Sediments began to fill Kent's Cavern about half a million years ago. Initially, breccia, which contained early human tools and ancient fauna, blocked passageways. Stalagmite floors then sealed this layer, and during the last Ice Age, more sediments known as 'cave earth' introduced additional archaeological and paleontological finds. Subsequent stalagmite layers preserved these deposits until their excavation millennia later.



A Unique Place

In Britain, archaeological findings have identified four different human species: Homo antecessor, Homo heidelbergensis, Neanderthals, and Homo sapiens, with Homo sapiens inhabiting Britain for approximately 40,000 years.


Interestingly, this timeline coincides with the extinction of Neanderthals in the region. The discovery of a 40,000-year-old Homo sapiens jawbone at Kents Cavern represents the oldest modern human fossil found in Britain, and it is displayed at Torquay Museum.

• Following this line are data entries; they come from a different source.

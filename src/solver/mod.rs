//! Backtracking solver for harvested queens boards.
//!
//! Places exactly one queen per color region, subject to: one queen per
//! row, one per column, and no two queens in adjacent cells (full
//! 8-neighborhood). Diagonals beyond immediate adjacency are allowed.
//! Each color's domain is its own cell list, so the color constraint
//! never needs checking during search.
//!
//! Validity is O(1) per candidate via row/column flags and a per-cell
//! adjacency reference count, updated as queens are placed and removed.

use crate::summary::ColorMap;

/// One placed queen in a solution.
#[derive(Debug, Clone, PartialEq, Eq)]
pub struct Queen {
    pub symbol: char,
    pub color: String,
    pub row: u32,
    pub col: u32,
}

/// A complete assignment, one queen per color, in color-symbol order.
#[derive(Debug, Clone, PartialEq, Eq)]
pub struct Solution {
    pub queens: Vec<Queen>,
}

impl Solution {
    /// Render the board with `Q` at queen positions and the color symbol
    /// elsewhere, mirroring the plain grid layout.
    pub fn render(&self, map: &ColorMap) -> String {
        let size = map.size() as usize;
        let mut grid: Vec<Vec<char>> = map
            .render_grid()
            .lines()
            .map(|line| line.split(' ').filter_map(|s| s.chars().next()).collect())
            .collect();
        grid.resize(size, vec!['.'; size]);

        for queen in &self.queens {
            let (row, col) = (queen.row as usize, queen.col as usize);
            if row < size && col < size {
                grid[row][col] = 'Q';
            }
        }

        let mut out = String::new();
        for row in grid {
            let line: Vec<String> = row.into_iter().map(|c| c.to_string()).collect();
            out.push_str(&line.join(" "));
            out.push('\n');
        }
        out
    }
}

/// Search counters for one solve run.
#[derive(Debug, Clone, Copy, Default, PartialEq, Eq)]
pub struct SolveStats {
    pub steps: u64,
    pub backtracks: u64,
}

/// Depth-first backtracking search over color domains.
pub struct BacktrackingSolver {
    size: usize,
    /// Per color: symbol, color string, candidate positions.
    domains: Vec<(char, String, Vec<(u32, u32)>)>,
    row_used: Vec<bool>,
    col_used: Vec<bool>,
    adjacent_count: Vec<Vec<u32>>,
    occupied: Vec<Vec<bool>>,
    stats: SolveStats,
}

const NEIGHBORS: [(i64, i64); 8] = [
    (-1, -1),
    (-1, 0),
    (-1, 1),
    (0, -1),
    (0, 1),
    (1, -1),
    (1, 0),
    (1, 1),
];

impl BacktrackingSolver {
    /// Build a solver over a board's color map. Domains are tried in
    /// symbol order, candidates in sorted cell order, so the search is
    /// deterministic.
    pub fn new(map: &ColorMap) -> Self {
        let size = map.size() as usize;
        let domains = map
            .groups()
            .iter()
            .map(|g| (g.symbol, g.color.clone(), g.cells.clone()))
            .collect();
        Self {
            size,
            domains,
            row_used: vec![false; size],
            col_used: vec![false; size],
            adjacent_count: vec![vec![0; size]; size],
            occupied: vec![vec![false; size]; size],
            stats: SolveStats::default(),
        }
    }

    /// Run the search. Returns the first solution found, or `None` when
    /// no assignment satisfies the constraints.
    pub fn solve(&mut self) -> Option<Solution> {
        let mut chosen: Vec<usize> = Vec::with_capacity(self.domains.len());
        if self.place_queens(0, &mut chosen) {
            let queens = chosen
                .iter()
                .zip(&self.domains)
                .map(|(&i, (symbol, color, cells))| Queen {
                    symbol: *symbol,
                    color: color.clone(),
                    row: cells[i].0,
                    col: cells[i].1,
                })
                .collect();
            Some(Solution { queens })
        } else {
            None
        }
    }

    pub fn stats(&self) -> SolveStats {
        self.stats
    }

    fn place_queens(&mut self, color_index: usize, chosen: &mut Vec<usize>) -> bool {
        if color_index == self.domains.len() {
            return true;
        }
        self.stats.steps += 1;

        for i in 0..self.domains[color_index].2.len() {
            let (row, col) = self.domains[color_index].2[i];
            let (row, col) = (row as usize, col as usize);
            if row >= self.size || col >= self.size || !self.is_valid(row, col) {
                continue;
            }

            self.place(row, col);
            chosen.push(i);

            if self.place_queens(color_index + 1, chosen) {
                return true;
            }

            self.stats.backtracks += 1;
            chosen.pop();
            self.remove(row, col);
        }

        false
    }

    fn is_valid(&self, row: usize, col: usize) -> bool {
        !self.occupied[row][col]
            && !self.row_used[row]
            && !self.col_used[col]
            && self.adjacent_count[row][col] == 0
    }

    fn place(&mut self, row: usize, col: usize) {
        self.occupied[row][col] = true;
        self.row_used[row] = true;
        self.col_used[col] = true;
        self.for_each_neighbor(row, col, |count| *count += 1);
    }

    fn remove(&mut self, row: usize, col: usize) {
        self.occupied[row][col] = false;
        self.row_used[row] = false;
        self.col_used[col] = false;
        self.for_each_neighbor(row, col, |count| *count = count.saturating_sub(1));
    }

    fn for_each_neighbor(&mut self, row: usize, col: usize, apply: impl Fn(&mut u32)) {
        for (dr, dc) in NEIGHBORS {
            let r = row as i64 + dr;
            let c = col as i64 + dc;
            if r >= 0 && (r as usize) < self.size && c >= 0 && (c as usize) < self.size {
                apply(&mut self.adjacent_count[r as usize][c as usize]);
            }
        }
    }
}
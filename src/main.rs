use anyhow::Result;
use clap::{Parser, Subcommand};

use boardlift::cli::{harvest_cmd, show_cmd, solve_cmd};

#[derive(Parser)]
#[command(
    name = "boardlift",
    version,
    about = "Extract puzzle-board color grids from the web into JSON files"
)]
struct Cli {
    /// Suppress progress output and per-file notices.
    #[arg(long, short, global = true)]
    quiet: bool,

    #[command(subcommand)]
    command: Command,
}

#[derive(Subcommand)]
enum Command {
    /// Harvest every configured (size, level) board into JSON files.
    Harvest(harvest_cmd::HarvestArgs),
    /// Print the symbol grid and color summary of a persisted board.
    Show(show_cmd::ShowArgs),
    /// Solve a persisted board: one queen per row, column, and color,
    /// no two queens adjacent.
    Solve(solve_cmd::SolveArgs),
}

#[tokio::main]
async fn main() -> Result<()> {
    let cli = Cli::parse();

    tracing_subscriber::fmt()
        .with_env_filter(
            tracing_subscriber::EnvFilter::from_default_env()
                .add_directive("boardlift=info".parse()?),
        )
        .with_writer(std::io::stderr)
        .init();

    match cli.command {
        Command::Harvest(args) => harvest_cmd::run(args, cli.quiet).await,
        Command::Show(args) => show_cmd::run(args, cli.quiet),
        Command::Solve(args) => solve_cmd::run(args, cli.quiet),
    }
}
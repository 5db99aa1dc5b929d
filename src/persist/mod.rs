//! Board persistence as JSON files.
//!
//! One file per `(size, level)`, pretty-printed with 2-space indentation,
//! unconditionally overwritten on rerun.

use std::fs;
use std::path::{Path, PathBuf};

use anyhow::{Context, Result};

use crate::extraction::BoardCell;

/// Reads and writes board files under one output directory.
pub struct BoardStore {
    root: PathBuf,
}

impl BoardStore {
    pub fn new(root: impl Into<PathBuf>) -> Self {
        Self { root: root.into() }
    }

    pub fn root(&self) -> &Path {
        &self.root
    }

    /// Deterministic file path for `(size, level)`.
    pub fn board_path(&self, size: u32, level: u32) -> PathBuf {
        self.root.join(format!("{size}x{size}_level{level}.json"))
    }

    /// Serialize a sorted board, creating the output directory if absent.
    /// Any existing file at the same path is overwritten.
    pub fn save(&self, size: u32, level: u32, cells: &[BoardCell]) -> Result<PathBuf> {
        fs::create_dir_all(&self.root)
            .with_context(|| format!("creating {}", self.root.display()))?;

        let path = self.board_path(size, level);
        let mut json = serde_json::to_string_pretty(cells).context("serializing board")?;
        json.push('\n');
        fs::write(&path, json).with_context(|| format!("writing {}", path.display()))?;
        Ok(path)
    }

    /// Load a previously persisted board.
    pub fn load(&self, size: u32, level: u32) -> Result<Vec<BoardCell>> {
        let path = self.board_path(size, level);
        let data = fs::read_to_string(&path)
            .with_context(|| format!("reading {}", path.display()))?;
        serde_json::from_str(&data).with_context(|| format!("parsing {}", path.display()))
    }
}

#[cfg(test)]
mod tests {
    use super::*;

    fn cell(row: u32, col: u32, color: &str) -> BoardCell {
        BoardCell {
            row,
            col,
            color: color.to_string(),
        }
    }

    #[test]
    fn board_path_is_deterministic() {
        let store = BoardStore::new("boards");
        assert_eq!(
            store.board_path(8, 5),
            PathBuf::from("boards/8x8_level5.json")
        );
    }

    #[test]
    fn save_then_load_round_trips() {
        let dir = tempfile::tempdir().unwrap();
        let store = BoardStore::new(dir.path());
        let cells = vec![
            cell(0, 0, "rgb(255, 0, 0)"),
            cell(0, 1, "rgb(0, 0, 255)"),
            cell(1, 0, "rgb(255, 0, 0)"),
        ];

        store.save(7, 1, &cells).unwrap();
        assert_eq!(store.load(7, 1).unwrap(), cells);
    }

    #[test]
    fn empty_board_still_writes_a_valid_file() {
        let dir = tempfile::tempdir().unwrap();
        let store = BoardStore::new(dir.path().join("boards"));

        let path = store.save(9, 2, &[]).unwrap();
        assert_eq!(fs::read_to_string(&path).unwrap(), "[]\n");
        assert!(store.load(9, 2).unwrap().is_empty());
    }

    #[test]
    fn rerun_overwrites_existing_file() {
        let dir = tempfile::tempdir().unwrap();
        let store = BoardStore::new(dir.path());

        store.save(8, 5, &[cell(0, 0, "rgb(1, 1, 1)")]).unwrap();
        let replacement = vec![cell(0, 0, "rgb(2, 2, 2)")];
        store.save(8, 5, &replacement).unwrap();

        assert_eq!(store.load(8, 5).unwrap(), replacement);
    }

    #[test]
    fn file_uses_two_space_indentation() {
        let dir = tempfile::tempdir().unwrap();
        let store = BoardStore::new(dir.path());

        let path = store.save(7, 3, &[cell(2, 4, "rgb(9, 9, 9)")]).unwrap();
        let text = fs::read_to_string(&path).unwrap();
        assert!(text.contains("  {\n    \"row\": 2,\n    \"col\": 4,"));
    }
}
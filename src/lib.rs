//! boardlift — drive a headless Chromium to extract puzzle-board color
//! grids and persist each board as a JSON file.
//!
//! One sequential enumeration over `(size, level)` pairs; per pair the
//! harvester navigates to the puzzle page, waits for the board cells to
//! render, reads their row/column attributes and resolved background
//! colors, sorts them, and writes `boards/{size}x{size}_level{level}.json`.

pub mod cli;
pub mod extraction;
pub mod harvest;
pub mod persist;
pub mod renderer;
pub mod solver;
pub mod summary;
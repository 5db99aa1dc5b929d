//! Styled terminal output for user-facing notices.

use std::io::IsTerminal;

const BOLD: &str = "\x1b[1m";
const RESET: &str = "\x1b[0m";

/// Check if color output is enabled.
pub fn color_enabled() -> bool {
    // Respect NO_COLOR env (https://no-color.org/)
    if std::env::var("NO_COLOR").is_ok() {
        return false;
    }
    std::io::stderr().is_terminal()
}

/// Colored string builder for the notices boardlift prints.
pub struct Styled {
    use_color: bool,
}

impl Styled {
    pub fn new() -> Self {
        Self {
            use_color: color_enabled(),
        }
    }

    /// Green checkmark symbol.
    pub fn ok_sym(&self) -> &str {
        if self.use_color {
            "\x1b[32m\u{2713}\x1b[0m"
        } else {
            "OK"
        }
    }

    /// Yellow warning symbol.
    pub fn warn_sym(&self) -> &str {
        if self.use_color {
            "\x1b[33m\u{26a0}\x1b[0m"
        } else {
            "??"
        }
    }

    pub fn bold(&self, s: &str) -> String {
        if self.use_color {
            format!("{BOLD}{s}{RESET}")
        } else {
            s.to_string()
        }
    }
}

impl Default for Styled {
    fn default() -> Self {
        Self::new()
    }
}
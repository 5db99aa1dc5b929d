//! Board extraction from rendered puzzle pages.

pub mod board;

pub use board::{BoardCell, BoardExtractor, ExtractError};
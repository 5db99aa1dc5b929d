//! `boardlift solve` — solve a persisted board with the backtracking solver.

use std::path::PathBuf;
use std::time::Instant;

use anyhow::Result;
use clap::Args;

use crate::cli::output::Styled;
use crate::persist::BoardStore;
use crate::solver::BacktrackingSolver;
use crate::summary::ColorMap;

#[derive(Debug, Args)]
pub struct SolveArgs {
    /// Board size, e.g. 8 for the 8x8 set.
    size: u32,

    /// Level within that size.
    level: u32,

    /// Directory holding the board files.
    #[arg(long, default_value = "boards")]
    out: PathBuf,
}

pub fn run(args: SolveArgs, quiet: bool) -> Result<()> {
    let s = Styled::new();
    let store = BoardStore::new(&args.out);

    let cells = store.load(args.size, args.level)?;
    let map = ColorMap::new(args.size, &cells);

    if !quiet {
        eprintln!(
            "  Solving {0}x{0} level {1} ({2} colors)...",
            args.size,
            args.level,
            map.groups().len()
        );
    }

    let start = Instant::now();
    let mut solver = BacktrackingSolver::new(&map);
    let solution = solver.solve();
    let stats = solver.stats();

    match solution {
        Some(solution) => {
            print!("{}", solution.render(&map));
            if !quiet {
                eprintln!();
                for queen in &solution.queens {
                    eprintln!(
                        "  {}  queen at [{}, {}]  {}",
                        queen.symbol, queen.row, queen.col, queen.color
                    );
                }
                eprintln!();
                eprintln!(
                    "  {} solved in {:.1}ms ({} steps, {} backtracks)",
                    s.ok_sym(),
                    start.elapsed().as_secs_f64() * 1000.0,
                    stats.steps,
                    stats.backtracks
                );
            }
        }
        None => {
            eprintln!(
                "  {} no solution ({} steps, {} backtracks)",
                s.warn_sym(),
                stats.steps,
                stats.backtracks
            );
        }
    }
    Ok(())
}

Kents Cavern stands out as the only show cave in the world where remains of three different human species have been discovered, excluding Homo antecessor. This distinction, along with the presence of Homo heidelbergensis, Neanderthals, and Homo sapiens, solidifies Kents Cavern's status as a critical prehistoric site with a significant link to human history spanning over half a million years, making it one of Europe's most important prehistoric caves.

In 1927, excavators at Kents Cavern made an unprecedented discovery: a fragment of a jawbone and three teeth, which have since been recognized as the oldest evidence of modern humans in North-West Europe.

In the 1920s, interest in Kents Cavern had waned to a degree but the discovery of a 15,000-year-old skull in a small crack on the cliff where the cave is located reignited interest in the site. In 1927, an unprecedented discovery was made: a fragment of a jawbone and three teeth, which have since been recognized as the oldest evidence of modern humans in North-West Europe.

The significance of the jawbone, radio-carbon dated to be between 41,000 and 44,000 years old, cannot be overstated. It represents the oldest known human fossil in North-West Europe, indicating that Kents Cavern was inhabited by humans like us over 40,000 years ago.

Lets all be careful that we do not have to live in caves again and be discovered 40,000 years later!